More data beats better algorithm at predicting Google earnings

danohuiginn · on April 18, 2008

Problem is, I doubt he would have blogged this if the better algorithm had beaten the larger dataset.

As it happens, I broadly agree with his conclusion (data trumps algorithms), but cherrypicking data-points doesn't provide any evidence for it.

mlinsey · on April 18, 2008

I'm not familiar with this guy's site so I'm not sure if he means something more nuanced, but "more data beats better algorithms" is too vague a claim to test by picking any number of datapoints. 100 datapoints will of course beat 1,000 datapoints if the former is selected via a random sampling that uses a uniform distribution across the entire population with no response bias and the latter is selected by asking the first 1,000 people you happen to see.

dnaquin · on April 18, 2008

For that conclusion, we need more data.

brent · on April 18, 2008

While I haven't looked in depth at either post I find this to be an awfully bold claim and appears to be based on the results of a small number of example problems.
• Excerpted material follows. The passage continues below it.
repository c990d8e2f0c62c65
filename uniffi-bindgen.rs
fn main() {
    uniffi::uniffi_bindgen_main()
}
There are probably hundreds of papers available where the opposite is shown to be true.

In fact, many come to the conclusion that more data approaches an asymptote for performance of a given algorithm, where implementation of a new algorithm or using an ensemble classifier may substantially increase performance.

kf · on April 18, 2008

The blog author isn't try to say that more data beats a better algorithm in general! That isn't even really what the headline is saying.

The useful thing is that someone with an enormous amount of data is able to predict Google's earnings very accurately. Bookmark their page and check it before the next Google earnings reports come out, you can make some good money by trading the stock.
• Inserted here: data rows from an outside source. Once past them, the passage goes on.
//! Discovered devices keyed by platform identifier.
//!
//! Each record owns exactly one [`SampleWindow`]. Records keep the order in
//! which their identifier was first seen; listing never re-sorts them.

use std::collections::HashMap;

use crate::error::BeepconError;
use crate::models::{AdvertisementReport, DeviceId, DiscoveredDevice};
use crate::stats::AggregationTick;
use crate::window::{is_valid_rssi, SampleWindow, DEFAULT_WINDOW_CAPACITY};

#[derive(Debug, Clone)]
struct Track {
    device: DiscoveredDevice,
    window: SampleWindow,
}

#[derive(Debug, Clone)]
pub struct DeviceRegistry {
    order: Vec<DeviceId>,
    tracks: HashMap<DeviceId, Track>,
    window_capacity: usize,
    last_updated_ms: Option<u64>,
}

impl Default for DeviceRegistry {
    fn default() -> Self {
        Self::with_window_capacity(DEFAULT_WINDOW_CAPACITY)
    }
}

impl DeviceRegistry {
    pub fn with_window_capacity(window_capacity: usize) -> Self {
        Self {
            order: Vec::new(),
            tracks: HashMap::new(),
            window_capacity,
            last_updated_ms: None,
        }
    }

    /// Create or update the record for `identifier` from a partial report.
    ///
    /// Present fields replace stored ones, absent fields keep them. Valid RSSI
    /// feeds both the running mean and the sample window.
    pub fn merge(
        &mut self,
        identifier: &DeviceId,
        report: &AdvertisementReport,
        at_ms: u64,
    ) -> &DiscoveredDevice {
        let capacity = self.window_capacity;
        let order = &mut self.order;
        let track = self.tracks.entry(identifier.clone()).or_insert_with(|| {
            order.push(identifier.clone());
            Track {
                device: DiscoveredDevice::new(identifier.clone(), at_ms),
                window: SampleWindow::with_capacity(capacity),
            }
        });

        let device = &mut track.device;
        if let Some(name) = &report.name {
            device.name = Some(name.clone());
        }
        if let Some(tx_power) = report.tx_power {
            device.tx_power = Some(tx_power);
        }
        if let Some(major) = report.major {
            device.major = Some(major);
        }
        if let Some(minor) = report.minor {
            device.minor = Some(minor);
        }
        if let Some(rssi) = report.rssi.filter(|&r| is_valid_rssi(r)) {
            track.window.push(rssi, at_ms);
            device.record_rssi(rssi);
        }

        device.broadcast_count = device.broadcast_count.saturating_add(1);
        device.last_seen_at_ms = device.last_seen_at_ms.max(at_ms);
        device.refresh_completeness();

        self.last_updated_ms = Some(self.last_updated_ms.map_or(at_ms, |t| t.max(at_ms)));
        &track.device
    }

    /// Every record in insertion order, optionally only the complete ones.
    pub fn list_all(&self, only_complete: bool) -> Vec<DiscoveredDevice> {
        self.ordered()
            .filter(|d| !only_complete || d.all_fields_received)
            .cloned()
            .collect()
    }

    /// As [`list_all`](Self::list_all), skipping records not seen for more
    /// than `max_age_seconds`. With `flush_stale` those records are removed.
    pub fn list_all_with_age(
        &mut self,
        only_complete: bool,
        max_age_seconds: u64,
        flush_stale: bool,
        now_ms: u64,
    ) -> Vec<DiscoveredDevice> {
        let max_age_ms = max_age_seconds.saturating_mul(1000);
        let is_stale = |d: &DiscoveredDevice| now_ms.saturating_sub(d.last_seen_at_ms) > max_age_ms;

        let fresh = self
            .ordered()
            .filter(|d| !is_stale(d))
            .filter(|d| !only_complete || d.all_fields_received)
            .cloned()
            .collect();

        if flush_stale {
            let stale: Vec<DeviceId> = self
                .ordered()
                .filter(|d| is_stale(d))
                .map(|d| d.identifier.clone())
                .collect();
            for id in &stale {
                self.tracks.remove(id);
            }
            self.order.retain(|id| self.tracks.contains_key(id));
        }

        fresh
    }

    pub fn identifiers(&self) -> Vec<DeviceId> {
        self.order.clone()
    }

    pub fn get(&self, identifier: &DeviceId) -> Option<&DiscoveredDevice> {
        self.tracks.get(identifier).map(|t| &t.device)
    }

    pub fn window(&self, identifier: &DeviceId) -> Option<&SampleWindow> {
        self.tracks.get(identifier).map(|t| &t.window)
    }

    pub fn len(&self) -> usize {
        self.order.len()
    }

    pub fn is_empty(&self) -> bool {
        self.order.is_empty()
    }

    /// Timestamp of the most recent merge, `None` before the first one.
    pub fn last_updated_ms(&self) -> Option<u64> {
        self.last_updated_ms
    }

    /// Store `tick` as the device's latest aggregation. False if unknown.
    pub fn record_tick(&mut self, identifier: &DeviceId, tick: AggregationTick) -> bool {
        match self.tracks.get_mut(identifier) {
            Some(track) => {
                track.device.last_computed = Some(tick);
                true
            }
            None => false,
        }
    }

    /// Count a failed connection attempt against the device.
    pub fn note_failure(&mut self, identifier: &DeviceId, error: BeepconError) -> bool {
        match self.tracks.get_mut(identifier) {
            Some(track) => {
                track.device.retry_count = track.device.retry_count.saturating_add(1);
                track.device.last_error = Some(error);
                true
            }
            None => false,
        }
    }

    /// Compute and record one tick per tracked device, in insertion order.
    pub fn aggregate_all(
        &mut self,
        remove_outliers: bool,
        path_loss_exponent: f64,
    ) -> Vec<(DeviceId, AggregationTick)> {
        let mut ticks = Vec::with_capacity(self.order.len());
        for id in &self.order {
            if let Some(track) = self.tracks.get_mut(id) {
                let tick = track.window.compute_tick(
                    remove_outliers,
                    path_loss_exponent,
                    track.device.tx_power,
                );
                track.device.last_computed = Some(tick.clone());
                ticks.push((id.clone(), tick));
            }
        }
        ticks
    }

    /// Drop every record and window. New windows use `window_capacity`.
    pub fn reset(&mut self, window_capacity: usize) {
        self.order.clear();
        self.tracks.clear();
        self.window_capacity = window_capacity;
        self.last_updated_ms = None;
    }

    fn ordered(&self) -> impl Iterator<Item = &DiscoveredDevice> {
        self.order
            .iter()
            .filter_map(|id| self.tracks.get(id))
            .map(|t| &t.device)
    }
}

#[cfg(test)]
mod tests {
    use super::*;
    use proptest::prelude::*;

    fn report(rssi: Option<i32>) -> AdvertisementReport {
        AdvertisementReport {
            rssi,
            ..Default::default()
        }
    }

    fn full_report() -> AdvertisementReport {
        AdvertisementReport {
            name: Some("BEEPCON".to_string()),
            rssi: Some(-70),
            tx_power: Some(-59),
            major: Some(10),
            minor: Some(20),
            service_uuid: None,
        }
    }

    #[test]
    fn test_merge_creates_then_updates() {
        let mut registry = DeviceRegistry::default();
        let id = DeviceId::new("dev-1");

        let device = registry.merge(&id, &full_report(), 1_000);
        assert_eq!(device.broadcast_count, 1);
        assert!(device.all_fields_received);

        let device = registry.merge(&id, &report(Some(-80)), 2_000);
        assert_eq!(device.broadcast_count, 2);
        assert_eq!(device.name.as_deref(), Some("BEEPCON"));
        assert_eq!(device.tx_power, Some(-59));
        assert_eq!(device.mean_rssi, Some(-75));
        assert_eq!(device.last_seen_at_ms, 2_000);
        assert_eq!(registry.window(&id).map(|w| w.len()), Some(2));
    }

    #[test]
    fn test_invalid_rssi_is_counted_as_broadcast_only() {
        let mut registry = DeviceRegistry::default();
        let id = DeviceId::new("dev-1");
        registry.merge(&id, &report(Some(-70)), 0);
        let device = registry.merge(&id, &report(Some(127)), 10);

        assert_eq!(device.broadcast_count, 2);
        assert_eq!(device.mean_rssi, Some(-70));
        assert_eq!(registry.window(&id).map(|w| w.len()), Some(1));
    }

    #[test]
    fn test_last_seen_never_moves_backwards() {
        let mut registry = DeviceRegistry::default();
        let id = DeviceId::new("dev-1");
        registry.merge(&id, &report(Some(-70)), 5_000);
        let device = registry.merge(&id, &report(Some(-70)), 4_000);
        assert_eq!(device.last_seen_at_ms, 5_000);
        assert_eq!(registry.last_updated_ms(), Some(5_000));
    }

    #[test]
    fn test_list_all_keeps_insertion_order() {
        let mut registry = DeviceRegistry::default();
        registry.merge(&DeviceId::new("c"), &report(Some(-90)), 0);
        registry.merge(&DeviceId::new("a"), &full_report(), 0);
        registry.merge(&DeviceId::new("b"), &report(Some(-40)), 0);

        let ids: Vec<String> = registry
            .list_all(false)
            .into_iter()
            .map(|d| d.identifier.0)
            .collect();
        assert_eq!(ids, vec!["c", "a", "b"]);

        let complete = registry.list_all(true);
        assert_eq!(complete.len(), 1);
        assert_eq!(complete[0].identifier, DeviceId::new("a"));
    }

    #[test]
    fn test_flush_stale_by_age() {
        let mut registry = DeviceRegistry::default();
        let now = 100_000;
        registry.merge(&DeviceId::new("old"), &report(Some(-70)), now - 31_000);
        registry.merge(&DeviceId::new("edge"), &report(Some(-70)), now - 30_000);
        registry.merge(&DeviceId::new("new"), &report(Some(-70)), now - 29_000);

        let listed = registry.list_all_with_age(false, 30, false, now);
        assert_eq!(listed.len(), 2);
        assert_eq!(registry.len(), 3);

        let listed = registry.list_all_with_age(false, 30, true, now);
        let ids: Vec<String> = listed.into_iter().map(|d| d.identifier.0).collect();
        assert_eq!(ids, vec!["edge", "new"]);
        assert_eq!(registry.len(), 2);
        assert!(registry.get(&DeviceId::new("old")).is_none());
        assert!(registry.window(&DeviceId::new("old")).is_none());
    }

    #[test]
    fn test_aggregate_all_records_last_computed() {
        let mut registry = DeviceRegistry::default();
        let id = DeviceId::new("dev-1");
        registry.merge(&id, &full_report(), 0);
        registry.merge(&id, &report(Some(-72)), 100);

        let ticks = registry.aggregate_all(false, 2.0);
        assert_eq!(ticks.len(), 1);
        assert_eq!(ticks[0].1.sample_count, 2);
        assert_eq!(
            registry.get(&id).and_then(|d| d.last_computed.clone()),
            Some(ticks[0].1.clone())
        );
        assert!(!registry.record_tick(&DeviceId::new("ghost"), ticks[0].1.clone()));
    }

    #[test]
    fn test_note_failure_tracks_retries() {
        let mut registry = DeviceRegistry::default();
        let id = DeviceId::new("dev-1");
        assert!(!registry.note_failure(&id, BeepconError::Timeout));

        registry.merge(&id, &full_report(), 0);
        registry.note_failure(&id, BeepconError::Timeout);
        registry.note_failure(&id, BeepconError::LinkLost);
        let device = registry.get(&id).unwrap();
        assert_eq!(device.retry_count, 2);
        assert_eq!(device.last_error, Some(BeepconError::LinkLost));
    }

    #[test]
    fn test_reset_clears_everything() {
        let mut registry = DeviceRegistry::default();
        registry.merge(&DeviceId::new("a"), &report(Some(-70)), 0);
        registry.reset(5);
        assert!(registry.is_empty());
        assert!(registry.identifiers().is_empty());
        assert_eq!(registry.last_updated_ms(), None);

        let id = DeviceId::new("b");
        for i in 0..10 {
            registry.merge(&id, &report(Some(-70)), i);
        }
        assert_eq!(registry.window(&id).map(|w| w.capacity()), Some(5));
    }

    fn arb_report() -> impl Strategy<Value = AdvertisementReport> {
        (
            proptest::option::of("[a-z]{1,8}"),
            proptest::option::of(-130i32..=20),
            proptest::option::of(-100i32..=0),
            proptest::option::of(any::<u16>()),
            proptest::option::of(any::<u16>()),
        )
            .prop_map(|(name, rssi, tx_power, major, minor)| AdvertisementReport {
                name,
                rssi,
                tx_power,
                major,
                minor,
                service_uuid: None,
            })
    }

    proptest! {
        #[test]
        fn prop_merge_counts_calls_and_never_nulls_fields(
            reports in proptest::collection::vec(arb_report(), 1..40)
        ) {
            let mut registry = DeviceRegistry::default();
            let id = DeviceId::new("dev");

            for (i, r) in reports.iter().enumerate() {
                let before = registry.get(&id).cloned();
                let after = registry.merge(&id, r, i as u64).clone();

                prop_assert_eq!(after.broadcast_count as usize, i + 1);
                if let Some(before) = before {
                    if before.name.is_some() { prop_assert!(after.name.is_some()); }
                    if before.tx_power.is_some() { prop_assert!(after.tx_power.is_some()); }
                    if before.major.is_some() { prop_assert!(after.major.is_some()); }
                    if before.minor.is_some() { prop_assert!(after.minor.is_some()); }
                    if before.mean_rssi.is_some() { prop_assert!(after.mean_rssi.is_some()); }
                }
            }
        }
    }
}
danohuiginn · on April 18, 2008

erm...that's exactly what he's saying.

Readers of this blog will be familiar with my belief that more data usually beats better algorithms

He may not mean what he says, but we can't guess nuances that aren't in his post.

kf · on April 19, 2008

Oh. OK. In that case, his broader point is best ignored in favor of the more interesting prediction about Google's earnings.

mattj · on April 18, 2008

umm.. This has nothing to do with more data. This is someone finding 2 random numbers that, when combined, come out to another random number.

Their claim is the same as this: "Temperatures rose 2% last year. I ate 1% more potatoes and 1% fewer salmon. Therefore, since 1%+1%=2%, adding the %more potatoes and % fewer salmon will predict the change in temperature"

The blog author is, in fact, using only 2 data points to predict a 3rd. He's not using more data, he's using basically no data.

neilc · on April 20, 2008

I have no idea how you could reach that conclusion from the article. The data in question is not "two random numbers":

EF reported a 19.2% increase in paid clicks and 11.2% increase in CPCs at Google Y-O-Y. Do the math (1.192*1.112 = 1.325), that's a 32.5% Y-O-Y revenue increase. That's the closest anyone got to the real numbers!

yters · on April 19, 2008

Since there isn't a free lunch, randomness wins in the end.